Ramsay’s Kitchen Nightmares: Complete Series One
As entertaining as the U.S. Kitchen Nightmares can be—largely because of the reliably satisfying sight of Gordon Ramsay hollering at arrogant, incompetent restaurateurs—the American series is a significantly dumbed-down, defanged version of the UK original. Fox’s KN adds a stentorian narrator to tell us what we already know, along with cutesy sound effects and a predictably saccharine rags-to-riches dramatic arc. Worst of all, the American version tries to solve problems with money, by having Ramsay and company pony up the dough to make major cosmetic and infrastructure improvements to their shitheap-of-the-week. All it costs the proprietors is their souls, or at least their public images, once the whole country sees how inept a TV crew with a game plan can make a Long Island line cook look.
Undoubtedly the UK Kitchen Nightmares indulges in some editing trickery of its own, but it at least feels more authentic—with far less trumped-up drama. The UK formula is simple: Ramsay rolls into a failing restaurant, orders some food, tells the camera why it sucks, then storms into the kitchen to dress down the staff and inspect their stores of rotting food and rusting ovens. Then he goes back to his room and takes his shirt off. Then he has the staff clean the kitchen, restock with fresh ingredients, and design an easier-to-prepare, crowd-pleasing menu. There are a number of lessons to be learned from the original Kitchen Nightmares, but the main one is this: too many chefs try to become the next Wolfgang Puck before they know how to fry an egg or book a proper dinner seating.

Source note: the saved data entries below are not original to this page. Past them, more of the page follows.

//! Anchor service orchestration and collaborator plumbing.
//!
//! This module contains the top-level `AnchorService`, the shared state it
//! guards, the typed event channels connecting it to the session and the
//! localization engine, and the bounded wait used by legacy creation.

pub mod anchor_service;
pub mod channel;
pub mod collaborators;
pub mod messages;
pub mod shared_state;
pub mod waiter;

pub use anchor_service::AnchorService;
pub use channel::{EventChannel, SubscriptionId};
pub use collaborators::{LocalizationEngine, LocationProvider, Session};
pub use messages::{EngineEvent, SessionEvent};
pub use shared_state::SharedState;
pub use waiter::PendingAnchors;
//! Typed notification channels.
//!
//! An `EventChannel` is the update path between the service and its
//! collaborators (session, engine) and between the service and its clients.
//! Handlers run on the publishing thread, in subscription order. Each
//! `publish` delivers to a snapshot of the subscribers taken at publish time,
//! so a handler may subscribe or unsubscribe (itself included) while running.

use std::sync::Arc;
use std::sync::atomic::{AtomicU64, Ordering};

use crossbeam_channel::{Receiver, unbounded};
use parking_lot::Mutex;

/// Handle returned by `subscribe`, used to unsubscribe.
#[derive(Debug, Clone, Copy, PartialEq, Eq, Hash)]
pub struct SubscriptionId(u64);

type Handler<E> = Arc<dyn Fn(&E) + Send + Sync>;

/// Publish/subscribe channel for events of type `E`.
pub struct EventChannel<E> {
    handlers: Mutex<Vec<(SubscriptionId, Handler<E>)>>,
    next_id: AtomicU64,
}

impl<E> EventChannel<E> {
    pub fn new() -> Self {
        Self {
            handlers: Mutex::new(Vec::new()),
            next_id: AtomicU64::new(0),
        }
    }

    /// Register a handler. Handlers are invoked in registration order.
    pub fn subscribe<F>(&self, handler: F) -> SubscriptionId
    where
        F: Fn(&E) + Send + Sync + 'static,
    {
        let id = SubscriptionId(self.next_id.fetch_add(1, Ordering::Relaxed));
        self.handlers.lock().push((id, Arc::new(handler)));
        id
    }

    /// Remove a handler.
    ///
    /// Returns false if it was not subscribed (already removed, or the
    /// channel was cleared). Never fails.
    pub fn unsubscribe(&self, id: SubscriptionId) -> bool {
        let mut handlers = self.handlers.lock();
        let before = handlers.len();
        handlers.retain(|(sub, _)| *sub != id);
        handlers.len() != before
    }

    /// Deliver `event` to every current subscriber.
    pub fn publish(&self, event: &E) {
        let snapshot: Vec<Handler<E>> = self
            .handlers
            .lock()
            .iter()
            .map(|(_, handler)| Arc::clone(handler))
            .collect();

        for handler in snapshot {
            handler(event);
        }
    }

    /// Drop every subscriber.
    pub fn clear(&self) {
        self.handlers.lock().clear();
    }

    pub fn subscriber_count(&self) -> usize {
        self.handlers.lock().len()
    }
}

impl<E: Clone + Send + 'static> EventChannel<E> {
    /// Subscribe with a channel receiver instead of a callback.
    ///
    /// Events published after the receiver is dropped are discarded.
    pub fn subscribe_channel(&self) -> (SubscriptionId, Receiver<E>) {
        let (tx, rx) = unbounded();
        let id = self.subscribe(move |event: &E| {
            let _ = tx.send(event.clone());
        });
        (id, rx)
    }
}

impl<E> Default for EventChannel<E> {
    fn default() -> Self {
        Self::new()
    }
}

impl<E> std::fmt::Debug for EventChannel<E> {
    fn fmt(&self, f: &mut std::fmt::Formatter<'_>) -> std::fmt::Result {
        f.debug_struct("EventChannel")
            .field("subscribers", &self.subscriber_count())
            .finish()
    }
}
//! Core value types for anchors: identifiers, status codes and payloads.

use std::sync::Arc;

use serde::{Deserialize, Serialize};
use uuid::Uuid;

/// Unique identifier for an anchor.
///
/// Assigned by the localization engine when an anchor is created or restored
/// and never reused. The registry is keyed by this value alone. Serializes
/// as the bare UUID string so clients can persist it next to the payload.
#[derive(Debug, Clone, Copy, PartialEq, Eq, PartialOrd, Ord, Hash, Serialize, Deserialize)]
#[serde(transparent)]
pub struct AnchorId(pub Uuid);

impl AnchorId {
    /// Create an AnchorId wrapping the given UUID.
    pub fn new(id: Uuid) -> Self {
        Self(id)
    }

    /// Generate a fresh random identifier.
    pub fn new_v4() -> Self {
        Self(Uuid::new_v4())
    }

    /// The wrapped UUID.
    pub fn as_uuid(&self) -> &Uuid {
        &self.0
    }
}

impl std::fmt::Display for AnchorId {
    fn fmt(&self, f: &mut std::fmt::Formatter<'_>) -> std::fmt::Result {
        write!(f, "{}", self.0.hyphenated())
    }
}

impl From<Uuid> for AnchorId {
    fn from(id: Uuid) -> Self {
        Self(id)
    }
}

/// Engine-reported resolution state of an anchor.
#[derive(Debug, Clone, Copy, PartialEq, Eq, Default)]
pub enum AnchorStatus {
    /// Waiting for the engine to resolve the anchor. The pose is undefined.
    #[default]
    Pending,
    /// Resolved; the pose is valid.
    Success,
    /// The engine gave up resolving the anchor.
    Failed,
    /// Resolved with reduced accuracy.
    Limited,
}

impl AnchorStatus {
    /// True once the anchor carries a usable pose.
    pub fn is_resolved(&self) -> bool {
        matches!(self, Self::Success | Self::Limited)
    }
}

/// Opaque, immutable blob that lets the engine restore an anchor in a later
/// session.
///
/// Cloning is cheap: the bytes are shared.
#[derive(Clone, PartialEq, Eq, Hash)]
pub struct AnchorPayload(Arc<[u8]>);

impl AnchorPayload {
    /// Wrap the bytes the engine produced.
    pub fn new(bytes: impl Into<Arc<[u8]>>) -> Self {
        Self(bytes.into())
    }

    /// Raw payload bytes.
    pub fn as_bytes(&self) -> &[u8] {
        &self.0
    }

    /// Size in bytes.
    pub fn len(&self) -> usize {
        self.0.len()
    }

    pub fn is_empty(&self) -> bool {
        self.0.is_empty()
    }
}

impl From<Vec<u8>> for AnchorPayload {
    fn from(bytes: Vec<u8>) -> Self {
        Self(bytes.into())
    }
}

impl From<&[u8]> for AnchorPayload {
    fn from(bytes: &[u8]) -> Self {
        Self(bytes.into())
    }
}

impl std::fmt::Debug for AnchorPayload {
    fn fmt(&self, f: &mut std::fmt::Formatter<'_>) -> std::fmt::Result {
        write!(f, "AnchorPayload({} bytes)", self.0.len())
    }
}
//! Geometry utilities: rigid transforms for anchor poses.

pub mod se3;

pub use se3::SE3;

The four episodes on the Ramsay’s Kitchen Nightmares: Complete Series One DVD set—plus four “Revisited” episodes—are as packed with hubris and comeuppance as any Greek tragedy, and unlike the darkest-before-the-dawn uplift of the U.S. KN, these episodes don’t always end happily. Some of the chefs and owners are just too stubborn, or too hopeless. But even the worst of them enjoys a much more collegial relationship with Ramsay than the subjects of the U.S. version, who tend to get bullied, not mentored. In the UK, Ramsay seems to know these people, and even when he’s berating them, he shows genuine affection. Yes, Ramsay markets himself as a man with a palate so refined that he pukes up awful food. But the Ramsay Myth also requires that he favor the workingman, not the delicate genius. Ramsay pushes simplicity, common sense, value, hard work, and reliability. He's a bootstrapper. And though Ramsay’s Kitchen Nightmares offers plenty of opportunities for schadenfreude, it’s much less condescending, either to the viewer or its subjects, because it’s hard to look down on people whom Ramsay so earnestly wants to help.
Key features: The original uncensored episodes. (Honestly, it’s strange to hear Ramsay without the bleeping.)